Meer dan de helft van alle nieuw hiv-patiënten in Nederland hoort de diagnose pas als zij al een tijd besmet zijn. Vooral ouderen, heteroseksuele mannen en migranten zijn er vaak laat bij. Dat meldt het Nederlands Tijdschrift voor Geneeskunde (NTvG) op basis van onderzoek van Nederlandse wetenschappers van het ATHENA-project, dat hiv-patiënten langdurig volgt.
Eline Op de Coul (RIVM) en collega’s bekeken de cijfers van bijna 21 duizend mensen die in de periode 1996-juni 2014 te horen kregen dat ze besmet waren met hiv. Daaruit bleek dat het aantal patiënten dat tegenwoordig laat gediagnosticeerd werd weliswaar nog steeds hoog was, maar wel significant lager dan in midden jaren 90.

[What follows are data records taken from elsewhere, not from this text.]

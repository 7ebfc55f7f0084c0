//! Failure log
//!
//! Store failures are recoverable from the caller's point of view: the
//! gateway reports `false` or an empty collection and writes the failure
//! here. Each entry is one line of the form
//! `[<RFC3339 timestamp>] <operation>: <detail>`, and is mirrored as a
//! `tracing` error event.

use chrono::{DateTime, SecondsFormat, Utc};
use std::fmt;
use std::fs::OpenOptions;
use std::io::Write;
use std::path::{Path, PathBuf};
use std::sync::{Arc, Mutex};
use tracing::{error, warn};

use core_kernel::{Clock, SystemClock};

/// A recorded store failure
#[derive(Debug, Clone, PartialEq, Eq)]
pub struct FailureEntry {
    pub at: DateTime<Utc>,
    pub operation: String,
    pub detail: String,
}

impl fmt::Display for FailureEntry {
    fn fmt(&self, f: &mut fmt::Formatter<'_>) -> fmt::Result {
        write!(
            f,
            "[{}] {}: {}",
            self.at.to_rfc3339_opts(SecondsFormat::Secs, true),
            self.operation,
            self.detail
        )
    }
}

/// Destination for recoverable store failures
pub trait DiagnosticsSink: Send + Sync {
    fn record(&self, operation: &str, detail: &str);
}

/// Append-only failure log file
#[derive(Debug)]
pub struct FailureLog {
    path: PathBuf,
    clock: Arc<dyn Clock>,
}

impl FailureLog {
    pub fn new(path: impl Into<PathBuf>) -> Self {
        Self::with_clock(path, Arc::new(SystemClock))
    }

    pub fn with_clock(path: impl Into<PathBuf>, clock: Arc<dyn Clock>) -> Self {
        Self {
            path: path.into(),
            clock,
        }
    }

    pub fn path(&self) -> &Path {
        &self.path
    }

    fn append(&self, line: &str) -> std::io::Result<()> {
        let mut file = OpenOptions::new()
            .create(true)
            .append(true)
            .open(&self.path)?;
        writeln!(file, "{}", line)
    }
}

impl DiagnosticsSink for FailureLog {
    fn record(&self, operation: &str, detail: &str) {
        let entry = FailureEntry {
            at: self.clock.now(),
            operation: operation.to_string(),
            detail: detail.to_string(),
        };
        error!(operation, detail, "Store operation failed");
        if let Err(e) = self.append(&entry.to_string()) {
            warn!(path = %self.path.display(), error = %e, "Could not write failure log");
        }
    }
}

/// Failure log kept in memory
#[derive(Debug, Default)]
pub struct MemoryFailureLog {
    entries: Mutex<Vec<FailureEntry>>,
}

impl MemoryFailureLog {
    pub fn new() -> Self {
        Self::default()
    }

    /// Copy of every entry recorded so far
    pub fn entries(&self) -> Vec<FailureEntry> {
        match self.entries.lock() {
            Ok(entries) => entries.clone(),
            Err(poisoned) => poisoned.into_inner().clone(),
        }
    }

    pub fn len(&self) -> usize {
        self.entries().len()
    }

    pub fn is_empty(&self) -> bool {
        self.len() == 0
    }
}

impl DiagnosticsSink for MemoryFailureLog {
    fn record(&self, operation: &str, detail: &str) {
        error!(operation, detail, "Store operation failed");
        let entry = FailureEntry {
            at: Utc::now(),
            operation: operation.to_string(),
            detail: detail.to_string(),
        };
        match self.entries.lock() {
            Ok(mut entries) => entries.push(entry),
            Err(poisoned) => poisoned.into_inner().push(entry),
        }
    }
}

impl<T: DiagnosticsSink + ?Sized> DiagnosticsSink for Arc<T> {
    fn record(&self, operation: &str, detail: &str) {
        (**self).record(operation, detail)
    }
}

#[cfg(test)]
mod tests {
    use super::*;
    use chrono::NaiveDate;
    use core_kernel::FixedClock;

    #[test]
    fn test_entry_line_format() {
        let entry = FailureEntry {
            at: NaiveDate::from_ymd_opt(2025, 1, 3)
                .unwrap()
                .and_hms_opt(12, 0, 0)
                .unwrap()
                .and_utc(),
            operation: "save person Test Person".to_string(),
            detail: "connection refused".to_string(),
        };
        assert_eq!(
            entry.to_string(),
            "[2025-01-03T12:00:00Z] save person Test Person: connection refused"
        );
    }

    #[test]
    fn test_file_log_appends() {
        let dir = tempfile::tempdir().unwrap();
        let path = dir.path().join("failures.log");
        let clock = Arc::new(FixedClock::new(NaiveDate::from_ymd_opt(2025, 1, 3).unwrap()));
        let log = FailureLog::with_clock(&path, clock);

        log.record("load persons", "timeout");
        log.record("save supply", "duplicate");

        let contents = std::fs::read_to_string(&path).unwrap();
        let lines: Vec<_> = contents.lines().collect();
        assert_eq!(
            lines,
            vec![
                "[2025-01-03T12:00:00Z] load persons: timeout",
                "[2025-01-03T12:00:00Z] save supply: duplicate",
            ]
        );
    }

    #[test]
    fn test_memory_log_collects() {
        let log = MemoryFailureLog::new();
        assert!(log.is_empty());
        log.record("close", "already closed");
        assert_eq!(log.entries()[0].operation, "close");
    }
}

De daling kwam vooral op het conto van mannen die seks hebben met mannen. Zowel bij heteroseksuele mannen als bij heteroseksuele vrouwen vonden de onderzoekers geen significante daling, aldus NTvG.

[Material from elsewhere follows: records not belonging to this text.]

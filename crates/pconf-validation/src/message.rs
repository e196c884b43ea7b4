//! Validation messages
//!
//! Findings are values, never errors: a validator returns every message it
//! produced and the caller decides what blocks.

use pconf_model::QualifiedName;
use serde::Serialize;
use std::fmt::{self, Display, Formatter};

/// Message severity, ordered from least to most severe
#[derive(Debug, Clone, Copy, PartialEq, Eq, PartialOrd, Ord, Hash, Serialize)]
#[serde(rename_all = "lowercase")]
pub enum Severity {
    /// Informational
    Info,
    /// Suspicious but usable
    Warning,
    /// Broken model
    Error,
}

impl Display for Severity {
    fn fmt(&self, f: &mut Formatter<'_>) -> fmt::Result {
        match self {
            Self::Info => f.write_str("INFO"),
            Self::Warning => f.write_str("WARNING"),
            Self::Error => f.write_str("ERROR"),
        }
    }
}

/// Message codes
pub mod codes {
    /// Declared supertype does not exist
    pub const SUPERTYPE_NOT_FOUND: &str = "PCONF-SUPERTYPE-NOT-FOUND";
    /// Configured schema does not exist
    pub const SCHEMA_NOT_FOUND: &str = "PCONF-SCHEMA-NOT-FOUND";
    /// Configured schema has a superschema but the type has no supertype
    pub const SUPERTYPE_MISSING: &str = "PCONF-SUPERTYPE-MISSING";
    /// Supertype configures a schema unrelated to the type's schema
    pub const SUPERTYPE_SCHEMA_MISMATCH: &str = "PCONF-SUPERTYPE-SCHEMA-MISMATCH";
    /// Supertype chain runs into a cycle
    pub const SUPERTYPE_CYCLE: &str = "PCONF-SUPERTYPE-CYCLE";
    /// Superschema chain runs into a cycle
    pub const SCHEMA_CYCLE: &str = "PCONF-SCHEMA-CYCLE";
    /// Association target type does not exist
    pub const ASSOCIATION_TARGET_NOT_FOUND: &str = "PCONF-ASSOCIATION-TARGET-NOT-FOUND";
    /// Configuration instantiates an unknown type
    pub const TYPE_NOT_FOUND: &str = "PCONF-TYPE-NOT-FOUND";
    /// Configuration instantiates an abstract type
    pub const ABSTRACT_TYPE_CONFIGURED: &str = "PCONF-ABSTRACT-TYPE-CONFIGURED";
    /// Link target configuration does not exist
    pub const LINK_TARGET_NOT_FOUND: &str = "PCONF-LINK-TARGET-NOT-FOUND";
    /// Link target is not an instance of the association target type
    pub const LINK_TARGET_TYPE_MISMATCH: &str = "PCONF-LINK-TARGET-TYPE-MISMATCH";
    /// Number of links outside the association cardinality
    pub const CARDINALITY_VIOLATION: &str = "PCONF-CARDINALITY-VIOLATION";
    /// Configuration lies on a link cycle
    pub const LINK_CYCLE: &str = "PCONF-LINK-CYCLE";
}

/// One finding
#[derive(Debug, Clone, PartialEq, Eq, Serialize)]
pub struct ValidationMessage {
    /// Stable code, see [`codes`]
    pub code: &'static str,
    /// Severity
    pub severity: Severity,
    /// Human readable text
    pub text: String,
    /// Element the message is about
    #[serde(skip_serializing_if = "Option::is_none")]
    pub object: Option<QualifiedName>,
    /// Property or role of `object` the message is about
    #[serde(skip_serializing_if = "Option::is_none")]
    pub property: Option<String>,
}

impl ValidationMessage {
    /// Create message
    #[must_use]
    pub fn new(code: &'static str, severity: Severity, text: impl Into<String>) -> Self {
        Self {
            code,
            severity,
            text: text.into(),
            object: None,
            property: None,
        }
    }

    /// Error message
    #[must_use]
    pub fn error(code: &'static str, text: impl Into<String>) -> Self {
        Self::new(code, Severity::Error, text)
    }

    /// Warning message
    #[must_use]
    pub fn warning(code: &'static str, text: impl Into<String>) -> Self {
        Self::new(code, Severity::Warning, text)
    }

    /// Info message
    #[must_use]
    pub fn info(code: &'static str, text: impl Into<String>) -> Self {
        Self::new(code, Severity::Info, text)
    }

    /// About `object`
    #[must_use]
    pub fn with_object(mut self, object: QualifiedName) -> Self {
        self.object = Some(object);
        self
    }

    /// About `property` of the object
    #[must_use]
    pub fn with_property(mut self, property: impl Into<String>) -> Self {
        self.property = Some(property.into());
        self
    }
}

impl Display for ValidationMessage {
    fn fmt(&self, f: &mut Formatter<'_>) -> fmt::Result {
        write!(f, "{} {}: {}", self.severity, self.code, self.text)?;
        match (&self.object, &self.property) {
            (Some(object), Some(property)) => write!(f, " ({object}.{property})"),
            (Some(object), None) => write!(f, " ({object})"),
            _ => Ok(()),
        }
    }
}

/// Ordered list of findings
#[derive(Debug, Clone, Default, PartialEq, Eq, Serialize)]
#[serde(transparent)]
pub struct MessageList {
    messages: Vec<ValidationMessage>,
}

impl MessageList {
    /// Create empty list
    #[inline]
    #[must_use]
    pub fn new() -> Self {
        Self::default()
    }

    /// Append a message
    pub fn push(&mut self, message: ValidationMessage) {
        self.messages.push(message);
    }

    /// Append a message if there is one
    pub fn push_opt(&mut self, message: Option<ValidationMessage>) {
        if let Some(message) = message {
            self.messages.push(message);
        }
    }

    /// Append all messages of `other`
    pub fn append(&mut self, other: MessageList) {
        self.messages.extend(other.messages);
    }

    /// Messages in order
    #[inline]
    #[must_use]
    pub fn messages(&self) -> &[ValidationMessage] {
        &self.messages
    }

    /// Iterate messages
    pub fn iter(&self) -> std::slice::Iter<'_, ValidationMessage> {
        self.messages.iter()
    }

    /// Number of messages
    #[inline]
    #[must_use]
    pub fn len(&self) -> usize {
        self.messages.len()
    }

    /// Check if nothing was found
    #[inline]
    #[must_use]
    pub fn is_empty(&self) -> bool {
        self.messages.is_empty()
    }

    /// Highest severity, `None` for an empty list
    #[must_use]
    pub fn severity(&self) -> Option<Severity> {
        self.messages.iter().map(|m| m.severity).max()
    }

    /// Check if any message is an error
    #[must_use]
    pub fn contains_errors(&self) -> bool {
        self.severity() == Some(Severity::Error)
    }

    /// Messages with `code`
    pub fn with_code<'a>(&'a self, code: &'a str) -> impl Iterator<Item = &'a ValidationMessage> {
        self.messages.iter().filter(move |m| m.code == code)
    }

    /// Messages about `object`
    pub fn for_object<'a>(
        &'a self,
        object: &'a QualifiedName,
    ) -> impl Iterator<Item = &'a ValidationMessage> {
        self.messages
            .iter()
            .filter(move |m| m.object.as_ref() == Some(object))
    }
}

impl Display for MessageList {
    fn fmt(&self, f: &mut Formatter<'_>) -> fmt::Result {
        for message in &self.messages {
            writeln!(f, "{message}")?;
        }
        Ok(())
    }
}

impl<'a> IntoIterator for &'a MessageList {
    type Item = &'a ValidationMessage;
    type IntoIter = std::slice::Iter<'a, ValidationMessage>;

    fn into_iter(self) -> Self::IntoIter {
        self.messages.iter()
    }
}

impl IntoIterator for MessageList {
    type Item = ValidationMessage;
    type IntoIter = std::vec::IntoIter<ValidationMessage>;

    fn into_iter(self) -> Self::IntoIter {
        self.messages.into_iter()
    }
}

impl FromIterator<ValidationMessage> for MessageList {
    fn from_iter<I: IntoIterator<Item = ValidationMessage>>(iter: I) -> Self {
        Self {
            messages: iter.into_iter().collect(),
        }
    }
}

#[cfg(test)]
mod tests {
    use super::*;
    use pconf_test_utils::qn;

    #[test]
    fn list_severity_is_max() {
        let mut list = MessageList::new();
        assert_eq!(list.severity(), None);
        list.push(ValidationMessage::info(codes::LINK_CYCLE, "i"));
        list.push(ValidationMessage::warning(codes::CARDINALITY_VIOLATION, "w"));
        assert_eq!(list.severity(), Some(Severity::Warning));
        assert!(!list.contains_errors());
        list.push_opt(Some(ValidationMessage::error(codes::TYPE_NOT_FOUND, "e")));
        list.push_opt(None);
        assert!(list.contains_errors());
        assert_eq!(list.len(), 3);
    }

    #[test]
    fn message_display() {
        let message = ValidationMessage::error(codes::TYPE_NOT_FOUND, "unknown type")
            .with_object(qn("motor.Policy2024"))
            .with_property("premium");
        assert_eq!(
            message.to_string(),
            "ERROR PCONF-TYPE-NOT-FOUND: unknown type (motor.Policy2024.premium)"
        );
    }

    #[test]
    fn filters() {
        let list: MessageList = vec![
            ValidationMessage::error(codes::TYPE_NOT_FOUND, "a").with_object(qn("A")),
            ValidationMessage::error(codes::LINK_CYCLE, "b").with_object(qn("B")),
        ]
        .into_iter()
        .collect();
        assert_eq!(list.with_code(codes::LINK_CYCLE).count(), 1);
        assert_eq!(list.for_object(&qn("A")).count(), 1);
    }
}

Mensen boven de 50 jaar waren oververtegenwoordigd onder de late diagnoses, net als intraveneuze-drugsgebruikers. Ook patiënten die hun een origine hadden in Zuidoost-Azië, Afrika ten zuiden van de Sahara of Suriname en patiënten uit Drenthe, Limburg en de regio Rivierenland kwamen vaker in dat rijtje voor.
De onderzoekers noemden de resultaten onthutsend, voor een land waar behandeling makkelijk te krijgen is.